More Writing. But I’m not going to narrowly define “writing” anymore. I’m going for the everything-including-the-kitchen-sink approach. So that means not just novels and short stories, but playing around with writing prompts, writing essays, and (this is very tentative indeed!) more regular blogging here.

Janel has been my inspiration when it comes to my writing intentions. I am totally in love with her bowl of inspiration, and plan to pair it with this other idea I got from her blog – coming up with a story idea a day.

More Art. Once upon a time (read: pre-Dylan, my seven-year-old), I actually spent a great deal of time mucking about playing with paints and glue and paper and clay. I was never particularly good, but for me, making art isn’t about the end result, it’s about the process.

I’m going to start slowly; right now, I’m contemplating the idea of a Zentangle a day, or, more accurately, a Zentangle mandala. I found this great video on YouTube which makes me want to reach for my set of Pigma Micron pens and just do it – except, I don’t have a set anymore. So a trip to the art store is in order!

I’d also like to learn how to create digital art; I bought the Sketchbook Pro app for my iPad, and have a stylus on its way to me (in the same package as that Bluetooth keyboard I mentioned yesterday).

And digital photography! Molly posted today about her interest in photography, not just as a memory keeping device, but as a form of artistic expression. Photography is something I’ve been interested in ever since I was a teenager; I’ve just never made the interest much of a priority before.

More Reading. I also intend to read a lot more – for me, reading is a very creative thing. It’s rare for me to put down a book without it having stimulated an avalanche of new ideas. But this year, I’d like to add interesting non-fiction back into my TBR stacks as well.

For many years, after I had my kids, I read nothing but nonfiction, because fiction was just too gripping and I didn’t have the time to give to it (if you’ve ever found yourself having a really hard time putting down a novel, but it’s inching really close to 2 in the morning and you have to get up in a handful of hours to get the kids off to school, you’ll know what I mean).

So a few years ago, I made the decision to let myself read more fiction again, and I am so very glad I did.

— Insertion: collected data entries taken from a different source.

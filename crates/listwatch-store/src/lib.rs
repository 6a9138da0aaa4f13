//! listwatch Store - filesystem persistence for snapshot history
//!
//! Provides:
//! - The data-folder layout (`<data>/<market>/`, `<data>/logs/`)
//! - Snapshot file naming keyed by fetch timestamp
//! - Atomic, never-overwriting writes
//! - [`FsSnapshotStore`], the durable `SnapshotStore` implementation

pub mod errors;
pub mod history;
pub mod layout;

// Re-export key types
pub use errors::Result;
pub use history::{FsSnapshotStore, SnapshotEntry};
pub use layout::DataLayout;
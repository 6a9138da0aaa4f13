//! Change report renderer.
//!
//! Layout:
//!
//! ```text
//! 新申請
//!
//! 公司代號: 2330
//! 申請日期: 20240115
//!
//! 最近更新
//!
//! 公司代號: 1101
//! 進度: 核准 (更新)
//!
//! ```
//!
//! Sections appear in fixed order and only when non-empty. Absent values
//! are skipped; the output has no markup and uses `\n` line breaks.

use crate::diff::model::ListingDiff;
use crate::model::{Market, Record};

/// Header line of the new-applications section
pub const NEW_SECTION_HEADER: &str = "新申請";
/// Header line of the recent-updates section
pub const UPDATED_SECTION_HEADER: &str = "最近更新";

fn render_record(out: &mut String, record: &Record) {
    for cell in record.cells() {
        if let Some(value) = &cell.value {
            out.push_str(&cell.column);
            out.push_str(": ");
            out.push_str(value);
            out.push('\n');
        }
    }
    out.push('\n');
}

fn render_section(out: &mut String, header: &str, records: Option<&[Record]>) {
    let Some(records) = records else {
        return;
    };
    out.push_str(header);
    out.push_str("\n\n");
    for record in records {
        render_record(out, record);
    }
}

/// Render the new and updated sections of a diff.
///
/// Returns an empty string for an empty diff.
pub fn render_report(diff: &ListingDiff) -> String {
    let mut out = String::new();
    render_section(&mut out, NEW_SECTION_HEADER, diff.new.as_deref());
    render_section(&mut out, UPDATED_SECTION_HEADER, diff.updated.as_deref());
    out
}

/// Render the report as delivered to the notifier: the market label on
/// its own line followed by [`render_report`].
pub fn render_market_report(market: Market, diff: &ListingDiff) -> String {
    format!("{}\n{}", market.label(), render_report(diff))
}

#[cfg(test)]
mod tests {
    use super::*;
    use crate::model::Cell;

    fn record(uid: &str, cells: &[(&str, Option<&str>)]) -> Record {
        Record::new(
            uid,
            cells
                .iter()
                .map(|(c, v)| Cell::new(*c, v.map(str::to_string)))
                .collect(),
        )
    }

    #[test]
    fn test_empty_diff_renders_nothing() {
        assert_eq!(render_report(&ListingDiff::empty(Market::Twse)), "");
    }

    #[test]
    fn test_new_then_updated_layout() {
        let diff = ListingDiff {
            market: Market::Twse,
            new: Some(vec![record(
                "2330-20240115",
                &[("公司代號", Some("2330")), ("備註", None)],
            )]),
            updated: Some(vec![record(
                "1101-20240101",
                &[("公司代號", Some("1101")), ("進度", Some("核准 (更新)"))],
            )]),
            changes: Vec::new(),
        };

        assert_eq!(
            render_report(&diff),
            "新申請\n\n公司代號: 2330\n\n最近更新\n\n公司代號: 1101\n進度: 核准 (更新)\n\n"
        );
    }

    #[test]
    fn test_only_updated_section() {
        let diff = ListingDiff {
            market: Market::Tpex,
            new: None,
            updated: Some(vec![record("a-1", &[("x", Some("1"))])]),
            changes: Vec::new(),
        };
        let text = render_report(&diff);
        assert!(!text.contains(NEW_SECTION_HEADER));
        assert!(text.starts_with(UPDATED_SECTION_HEADER));
    }

    #[test]
    fn test_market_report_has_label_line() {
        let diff = ListingDiff {
            market: Market::Tpex,
            new: Some(vec![record("a-1", &[("x", Some("1"))])]),
            updated: None,
            changes: Vec::new(),
        };
        assert_eq!(
            render_market_report(Market::Tpex, &diff),
            "TPEX\n新申請\n\nx: 1\n\n"
        );
    }
}
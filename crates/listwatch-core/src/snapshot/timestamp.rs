//! Fetch timestamps embedded in persisted snapshot names.
//!
//! Timestamps are rendered as `YYYYMMDDhhmmss` in Taiwan local time
//! (UTC+08:00, no daylight saving), which makes them both human readable
//! and numerically sortable.

use chrono::{DateTime, Datelike, Duration, NaiveDateTime, TimeZone, Timelike, Utc};
use std::fmt;

const TAIPEI_OFFSET_HOURS: i64 = 8;
const FORMAT: &str = "%Y%m%d%H%M%S";

/// A fetch instant, ordered and compared by its numeric `YYYYMMDDhhmmss` value
#[derive(Debug, Clone, Copy, PartialEq, Eq, PartialOrd, Ord, Hash)]
pub struct FetchTimestamp(u64);

impl FetchTimestamp {
    pub const MIN: FetchTimestamp = FetchTimestamp(0);
    pub const MAX: FetchTimestamp = FetchTimestamp(u64::MAX);

    /// The current instant in Taiwan local time
    pub fn now() -> Self {
        Self::from_datetime(Utc::now())
    }

    pub fn from_datetime<Tz: TimeZone>(at: DateTime<Tz>) -> Self {
        let local = at.naive_utc() + Duration::hours(TAIPEI_OFFSET_HOURS);
        // Years before 0 clamp to 0; they have no 14-digit form
        let year = u64::try_from(local.year()).unwrap_or(0);
        let date = (year * 100 + u64::from(local.month())) * 100 + u64::from(local.day());
        let time = (u64::from(local.hour()) * 100 + u64::from(local.minute())) * 100
            + u64::from(local.second());
        Self(date * 1_000_000 + time)
    }

    /// Parse the 14-digit form used in snapshot names.
    ///
    /// Returns `None` for anything that is not a valid calendar instant.
    pub fn parse(s: &str) -> Option<Self> {
        if s.len() != 14 || !s.bytes().all(|b| b.is_ascii_digit()) {
            return None;
        }
        NaiveDateTime::parse_from_str(s, FORMAT).ok()?;
        s.parse().ok().map(Self)
    }

    pub fn value(&self) -> u64 {
        self.0
    }

    /// Local calendar date `YYYYMMDD`, used for daily log file names
    pub fn date_part(&self) -> String {
        format!("{:08}", self.0 / 1_000_000)
    }
}

impl fmt::Display for FetchTimestamp {
    fn fmt(&self, f: &mut fmt::Formatter<'_>) -> fmt::Result {
        write!(f, "{:014}", self.0)
    }
}

#[cfg(test)]
mod tests {
    use super::*;

    #[test]
    fn test_renders_in_taipei_time() {
        let utc = Utc.with_ymd_and_hms(2024, 1, 15, 16, 30, 5).unwrap();
        let ts = FetchTimestamp::from_datetime(utc);
        assert_eq!(ts.to_string(), "20240116003005");
        assert_eq!(ts.date_part(), "20240116");
    }

    #[test]
    fn test_from_datetime_matches_rendered_digits() {
        let utc = Utc.with_ymd_and_hms(2023, 12, 31, 23, 59, 59).unwrap();
        let ts = FetchTimestamp::from_datetime(utc);
        assert_eq!(ts.value(), 20240101075959);
        assert_eq!(FetchTimestamp::parse(&ts.to_string()), Some(ts));
    }

    #[test]
    fn test_parse_round_trip() {
        let ts = FetchTimestamp::parse("20240101093000").unwrap();
        assert_eq!(ts.value(), 20240101093000);
        assert_eq!(ts.to_string(), "20240101093000");
    }

    #[test]
    fn test_parse_rejects_malformed() {
        assert!(FetchTimestamp::parse("2024010109300").is_none());
        assert!(FetchTimestamp::parse("2024010109300x").is_none());
        assert!(FetchTimestamp::parse("20241301093000").is_none());
        assert!(FetchTimestamp::parse("").is_none());
    }

    #[test]
    fn test_ordering_is_numeric() {
        let a = FetchTimestamp::parse("20231231235959").unwrap();
        let b = FetchTimestamp::parse("20240101000000").unwrap();
        assert!(a < b);
    }
}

The more I read, the more I find myself itching to write. At the same time, though, fiction doesn’t quite appease my curiosity about things the way a very good non-fiction book can. So I’d like to have both types of reading in my life.

I suspect the Kindle app on my iPad is going to play a huge role in my reading life this year as well. It has been so easy reading on it (I recently finished Kathy Reich’s Virals, a real page-turner, and am in the middle of Naughty: 9 Tales of Christmas Crime, by Steve Hockensmith), and I’ve been finding myself looking through the Kindle store feeling very, very tempted by the selections there.

Morning Pages, My Way. I’m contemplating writing Morning Pages again; they were a part of my daily practice for about eight years, but I found myself outgrowing them. This time around, I’d like to do them with an added twist – I’d like to use them as a way to hold a conversation with myself, the deep-down-me who often gets buried in the unintentional busy-ness of life.

Meditation. And finally, there’s the meditation. I find it terribly challenging sometimes to quiet my mind (as you can probably imagine, by the length of my blog posts …) But I’d really, really like to incorporate meditation into my daily practice.

As a gift to myself, I bought a copy of Abraham-Hicks’ Getting into the Vortex Guided Meditation meditations; there are four 15 minute meditations on the CD, and 15 minutes is SO much easier to manage. It’s like the short timed writing goal for me – it’s nearly impossible for that naysayer part of me to tell me “you don’t have time for that”.

So these are all the things I’m looking forward to doing and being in 2011. What about you? Do you make resolutions? Mini-goals? What has worked (and not worked) for you in the past when it comes to new year changes in your life?